With the economy battling through thick sludge and shrinking for the second straight month in October, was there anything for the optimistically inclined to grab hold of? Well, while service price inflation remains elevated, at least it didn’t rise, instead holding steady at 5 per cent. So there’s that. And the rise was bang in line with economists’ expectations. Is it churlish to say that even a stopped clock tells the right time twice a day? Perhaps it is.
According to the Office for National Statistics (ONS), the worst damage was done by motor fuel oil and clothes prices, which fell in 2023 but rose this year. Meanwhile, the rate of food price rises increased to 2 per cent from 1.9 per cent. Partying is also going to leave people with an unusually nasty festive hangover: the alcohol and tobacco category leapt by 6.9 per cent. That was the biggest number in the sector breakdown, but there were plenty of other nasties in there.
A little relief came in transport (down 0.5 per cent) and by furniture and household goods (down by 0.9 per cent). Airfares usually fall at this time of year, but travellers have benefitted from an unusually steep drop.
But back to greedflation. The truth is that for all their honeyed words, companies will charge what they think can get away with. The risk they face is that if they push too hard the consumer may baulk. Even a mega-brand like Apple has had to confront this, with consumers becoming less willing to upgrade their devices as the price of an iPhone continues to rise. Apple’s margins are stellar.

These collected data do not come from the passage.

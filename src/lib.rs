//! bizloop - brand-aligned business idea loop
//!
//! Drives a local Harmony-format model through repeated iterations that
//! generate, critique and refine business ideas for one IP, balancing
//! exploration against deepening and breaking out of repetitive output.
//!
//! # Architecture
//!
//! The crate is organized into several modules:
//!
//! - [`iteration`] - Mode balancing and the per-iteration scheduler
//! - [`stagnation`] - Similarity scoring and stall detection
//! - [`config`] - Configuration loading and validation
//! - [`error`] - Custom error types and handling
//! - [`models`] - Ideas, tasks and iteration logs
//! - [`storage`] - Filesystem layout and persisted loop state
//! - [`queue`] - Task selection and shake-up tasks
//! - [`prompt`] - Role-based Harmony prompt assembly
//! - [`llm`] - Model client trait, Harmony backend and reply parsing
//! - [`agent`] - The orchestrator tying it all together
//!
//! # Example
//!
//! ```rust,ignore
//! use bizloop::agent::AgentLoop;
//! use bizloop::llm::HarmonyClient;
//!
//! let mut agent = AgentLoop::from_config_dir(".", "config")?;
//! agent.initialize()?;
//!
//! let client = HarmonyClient::new();
//! let outcome = agent.run_next(&client).await?;
//! ```

pub mod agent;
pub mod config;
pub mod error;
pub mod iteration;
pub mod llm;
pub mod models;
pub mod prompt;
pub mod queue;
pub mod stagnation;
pub mod storage;

// Re-export commonly used types
pub use error::{BizloopError, IntoBizloopError, Result};

// Re-export core scheduling types
pub use iteration::{Decision, IterationCounts, IterationPolicy, IterationScheduler, Mode};
pub use stagnation::{similarity, StagnationDetector};

// Re-export orchestration types
pub use agent::{AgentContext, AgentLoop, AgentStatus, IterationOutcome, IterationReport};
pub use config::{IpProfile, ProjectConfig};
pub use llm::{HarmonyClient, MockModelClient, ModelClient, ModelRequest, ModelResponse};
pub use storage::StateStore;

However, everyone knows about the tax rise, and there has been a constant drumbeat from companies about how hard done by they are and how they will have to raise prices. This gives them cover; it is easier to get away with hitting the consumer in the pocket if they’re primed to expect it. We’re being softened up. I wouldn’t be at all surprised if a number of them try it on.
Of course, this will only make the job of the Bank of England – charged with controlling inflation – harder if it wants to keep the CPI within sight of its 2 per cent target.
These latest figures put the final nail in the coffin of any lingering hopes of a December interest rate cut (we’ll get the verdict tomorrow). If I’m right about greedflation and companies getting in early ahead of the April tax rise to put some extra juice into their profits, then a cut in February, when the rate-setting Monetary Policy Committee holds its first meeting in 2025, may be off the agenda too.
This will, obviously, hit the corporate sector by keeping its financing costs higher. But I don’t imagine those charged with setting prices will think about the bigger picture while they’re at their desks dreaming of dividends and bonuses.
I’ve said before that while the chancellor clearly needed to raise money, accomplishing the lion’s share of it through taxing jobs was not the best way to go about it. But by the same token, I think we should take some of the whingeing from the corporate sector with a pinch of salt, especially if inflation keeps on rising as it is now.